• The task: What you give back should be only the lines from the one holding "Output::Embeddings(vecs) => vecs" through the final line of the records, each reproduced exactly.

• Items from a dataset:
[Start of Attachment]

// =========================================================================
// Raw mode
// =========================================================================

fn format_raw(output: &Output) -> String {
    match output {
        Output::Unit => String::new(),
        Output::Maybe(None) => String::new(),
        Output::Maybe(Some(v)) => format_value_raw(v),
        Output::MaybeVersioned(None) => String::new(),
        Output::MaybeVersioned(Some(vv)) => format_value_raw(&vv.value),
        Output::MaybeVersion(None) => String::new(),
        Output::MaybeVersion(Some(v)) => v.to_string(),
        Output::Version(v) => v.to_string(),
        Output::Bool(b) => {
            if *b {
                "1".to_string()
            } else {
                "0".to_string()
            }
        }
        Output::Uint(n) => n.to_string(),
        Output::VersionedValues(vals) => vals
            .iter()
            .map(|vv| format_value_raw(&vv.value))
            .collect::<Vec<_>>()
            .join("\n"),
        Output::VersionHistory(None) => String::new(),
        Output::VersionHistory(Some(vals)) => vals
            .iter()
            .map(|vv| format_value_raw(&vv.value))
            .collect::<Vec<_>>()
            .join("\n"),
        Output::Keys(keys) => keys.join("\n"),
        Output::JsonListResult { keys, .. } => keys.join("\n"),
        Output::VectorMatches(matches) => matches
            .iter()
            .map(|m| format!("{}\t{}", m.key, m.score))
            .collect::<Vec<_>>()
            .join("\n"),
        Output::VectorData(None) => String::new(),
        Output::VectorData(Some(vd)) => format!("{:?}", vd.data.embedding),
        Output::VectorCollectionList(colls) => colls
            .iter()
            .map(|c| c.name.clone())
            .collect::<Vec<_>>()
            .join("\n"),
        Output::Versions(vs) => vs
            .iter()
            .map(|v| v.to_string())
            .collect::<Vec<_>>()
            .join("\n"),
        Output::MaybeBranchInfo(None) => String::new(),
        Output::MaybeBranchInfo(Some(bi)) => bi.info.id.0.clone(),
        Output::BranchInfoList(branches) => branches
            .iter()
            .map(|b| b.info.id.0.clone())
            .collect::<Vec<_>>()
            .join("\n"),
        Output::BranchWithVersion { info, version } => {
            format!("{}\t{}", info.id, version)
        }
        Output::TxnInfo(None) => String::new(),
        Output::TxnInfo(Some(info)) => info.id.clone(),
        Output::TxnBegun => "OK".to_string(),
        Output::TxnCommitted { version } => version.to_string(),
        Output::TxnAborted => "OK".to_string(),
        Output::DatabaseInfo(info) => {
            format!(
                "{}\t{}\t{}\t{}",
                info.version, info.uptime_secs, info.branch_count, info.total_keys
            )
        }
        Output::Pong { version } => version.clone(),
        Output::SearchResults(hits) => hits
            .iter()
            .map(|h| format!("{}\t{}\t{}", h.entity, h.primitive, h.score))
            .collect::<Vec<_>>()
            .join("\n"),
        Output::SpaceList(spaces) => spaces.join("\n"),
        Output::BranchExported(r) => format!("{}\t{}", r.path, r.entry_count),
        Output::BranchImported(r) => format!("{}\t{}", r.branch_id, r.keys_written),
        Output::BundleValidated(r) => {
            if r.checksums_valid {
                "1".to_string()
            } else {
                "0".to_string()
            }
        }
        Output::TimeRange {
            oldest_ts,
            latest_ts,
        } => match (oldest_ts, latest_ts) {
            (Some(o), Some(l)) => format!("{}\t{}", o, l),
            (Some(o), None) => format!("{}\t", o),
            (None, Some(l)) => format!("\t{}", l),
            (None, None) => String::new(),
        },
        Output::EmbedStatus(info) => {
            format!(
                "{}\t{}\t{}\t{}\t{}\t{}",
                info.auto_embed,
                info.pending,
                info.total_queued,
                info.total_embedded,
                info.total_failed,
                info.scheduler_queue_depth
            )
        }
        Output::BatchResults(results) => results
            .iter()
            .map(|r| match (&r.version, &r.error) {
                (Some(v), _) => v.to_string(),
                (_, Some(e)) => format!("ERR:{}", e),
                _ => "ERR".to_string(),
            })
            .collect::<Vec<_>>()
            .join("\n"),
        Output::Embedding(vec) => vec
            .iter()
            .map(|v| v.to_string())
            .collect::<Vec<_>>()
            .join(" "),
        Output::Embeddings(vecs) => vecs
            .iter()
            .map(|v| {
                v.iter()
                    .map(|f| f.to_string())
                    .collect::<Vec<_>>()
                    .join(" ")
            })
            .collect::<Vec<_>>()
            .join("\n"),
        Output::ModelsList(models) => models
            .iter()
            .map(|m| {
                let local = if m.is_local { "local" } else { "remote" };
                format!("{}\t{}\t{}\t{}", m.name, m.task, m.architecture, local)
            })
            .collect::<Vec<_>>()
            .join("\n"),
        Output::ModelsPulled { name, path } => format!("{}\t{}", name, path),
        Output::Generated(r) => r.text.clone(),
        Output::TokenIds(r) => r
            .ids
            .iter()
            .map(|id| id.to_string())
            .collect::<Vec<_>>()
            .join(" "),
        Output::Text(t) => t.clone(),
    }
}

fn format_value_raw(v: &Value) -> String {
    match v {
        Value::Null => String::new(),
        Value::Bool(b) => {
            if *b {
                "1".to_string()
            } else {
                "0".to_string()
            }
        }
        Value::Int(i) => i.to_string(),
        Value::Float(f) => f.to_string(),
        Value::String(s) => s.clone(),
        Value::Bytes(b) => base64_encode(b),
        Value::Array(arr) => arr
            .iter()
            .map(format_value_raw)
            .collect::<Vec<_>>()
            .join("\n"),
        Value::Object(obj) => serde_json::to_string(obj).unwrap_or_default(),
    }
}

[End of Attachment]

• Solution to the problem:
        Output::Embeddings(vecs) => vecs
            .iter()
            .map(|v| {
                v.iter()
                    .map(|f| f.to_string())
                    .collect::<Vec<_>>()
                    .join(" ")
            })
            .collect::<Vec<_>>()
            .join("\n"),
        Output::ModelsList(models) => models
            .iter()
            .map(|m| {
                let local = if m.is_local { "local" } else { "remote" };
                format!("{}\t{}\t{}\t{}", m.name, m.task, m.architecture, local)
            })
            .collect::<Vec<_>>()
            .join("\n"),
        Output::ModelsPulled { name, path } => format!("{}\t{}", name, path),
        Output::Generated(r) => r.text.clone(),
        Output::TokenIds(r) => r
            .ids
            .iter()
            .map(|id| id.to_string())
            .collect::<Vec<_>>()
            .join(" "),
        Output::Text(t) => t.clone(),
    }
}

fn format_value_raw(v: &Value) -> String {
    match v {
        Value::Null => String::new(),
        Value::Bool(b) => {
            if *b {
                "1".to_string()
            } else {
                "0".to_string()
            }
        }
        Value::Int(i) => i.to_string(),
        Value::Float(f) => f.to_string(),
        Value::String(s) => s.clone(),
        Value::Bytes(b) => base64_encode(b),
        Value::Array(arr) => arr
            .iter()
            .map(format_value_raw)
            .collect::<Vec<_>>()
            .join("\n"),
        Value::Object(obj) => serde_json::to_string(obj).unwrap_or_default(),
    }
}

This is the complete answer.